Re: Parallel tuplesort (for parallel B-Tree index creation)

From: Heikki Linnakangas <hlinnaka(at)iki(dot)fi>
To: Peter Geoghegan <pg(at)heroku(dot)com>
Cc: Pg Hackers <pgsql-hackers(at)postgresql(dot)org>, Corey Huinker <corey(dot)huinker(at)gmail(dot)com>
Subject: Re: Parallel tuplesort (for parallel B-Tree index creation)
Date: 2016-09-07 05:51:05
Message-ID: e8f44b63-4745-b855-7772-e8201906a4a1@iki.fi
Views: Raw Message | Whole Thread | Download mbox | Resend email
Thread:
Lists: pgsql-hackers

On 09/07/2016 12:46 AM, Peter Geoghegan wrote:
> On Tue, Sep 6, 2016 at 12:34 AM, Heikki Linnakangas <hlinnaka(at)iki(dot)fi> wrote:
>> Why do we reserve the buffer space for all the tapes right at the beginning?
>> Instead of the single USEMEM(maxTapes * TAPE_BUFFER_OVERHEAD) callin
>> inittapes(), couldn't we call USEMEM(TAPE_BUFFER_OVERHEAD) every time we
>> start a new run, until we reach maxTapes?
>
> No, because then you have no way to clamp back memory, which is now
> almost all used (we hold off from making LACKMEM() continually true,
> if at all possible, which is almost always the case).
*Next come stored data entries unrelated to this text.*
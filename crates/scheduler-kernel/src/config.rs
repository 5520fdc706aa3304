//! Ambient configuration surface: tunables for the control loops and worker
//! runtime defaults, overridable from TOML without recompiling.
//!
//! Deliberately smaller than the host codebase's file-watching `ConfigManager`
//! (no hot reload, no `notify` watcher) — dynamic config reload is an
//! operational/CLI concern out of scope for the scheduler core itself (see
//! DESIGN.md); this is just the `Default` + TOML-load half of that pattern.

use serde::{Deserialize, Serialize};

use crate::error::{KernelError, Result};

#[derive(Debug, Clone, Serialize, Deserialize)]
#[serde(default)]
pub struct SchedulerConfig {
    /// Placement tick period, in milliseconds (~100 ms per the design).
    pub placement_tick_ms: u64,
    /// Heartbeat audit period, in milliseconds (~1 s per the design).
    pub heartbeat_audit_ms: u64,
    /// Heartbeat age beyond which a worker is presumed failed.
    pub worker_staleness_secs: i64,
    /// Default per-worker concurrency if a worker does not specify its own.
    pub default_max_concurrency: u32,
    /// Worker status-sampler period, in milliseconds (~500 ms per the design).
    pub status_sampler_ms: u64,
    /// Worker heartbeat-emitter period, in milliseconds (~1 s per the design).
    pub heartbeat_emitter_ms: u64,
    /// Event bus broadcast channel capacity.
    pub event_bus_capacity: usize,
}

impl Default for SchedulerConfig {
    fn default() -> Self {
        Self {
            placement_tick_ms: 100,
            heartbeat_audit_ms: 1_000,
            worker_staleness_secs: 5,
            default_max_concurrency: 4,
            status_sampler_ms: 500,
            heartbeat_emitter_ms: 1_000,
            event_bus_capacity: 1024,
        }
    }
}

impl SchedulerConfig {
    pub fn from_toml_str(s: &str) -> Result<Self> {
        toml::from_str(s).map_err(|e| KernelError::Internal(format!("invalid scheduler config: {e}")))
    }

    pub fn load_from_file(path: &std::path::Path) -> Result<Self> {
        let content = std::fs::read_to_string(path)
            .map_err(|e| KernelError::Internal(format!("failed to read config file: {e}")))?;
        Self::from_toml_str(&content)
    }
}
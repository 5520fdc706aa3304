//! Error taxonomy for the worker runtime.

#[derive(Debug, thiserror::Error)]
pub enum WorkerError {
    /// `WorkerRuntime::new` called with `max_concurrency == 0`.
    #[error("max_concurrency must be greater than zero")]
    InvalidConcurrency,
}

pub type Result<T> = std::result::Result<T, WorkerError>;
You can't really
> continually shrink memtuples to make space for new tapes, which is
> what it would take.

I still don't get it. When building the initial runs, we don't need
buffer space for maxTapes yet, because we're only writing to a single
tape at a time. An unused tape shouldn't take much memory. In
inittapes(), when we have built all the runs, we know how many tapes we
actually needed, and we can allocate the buffer memory accordingly.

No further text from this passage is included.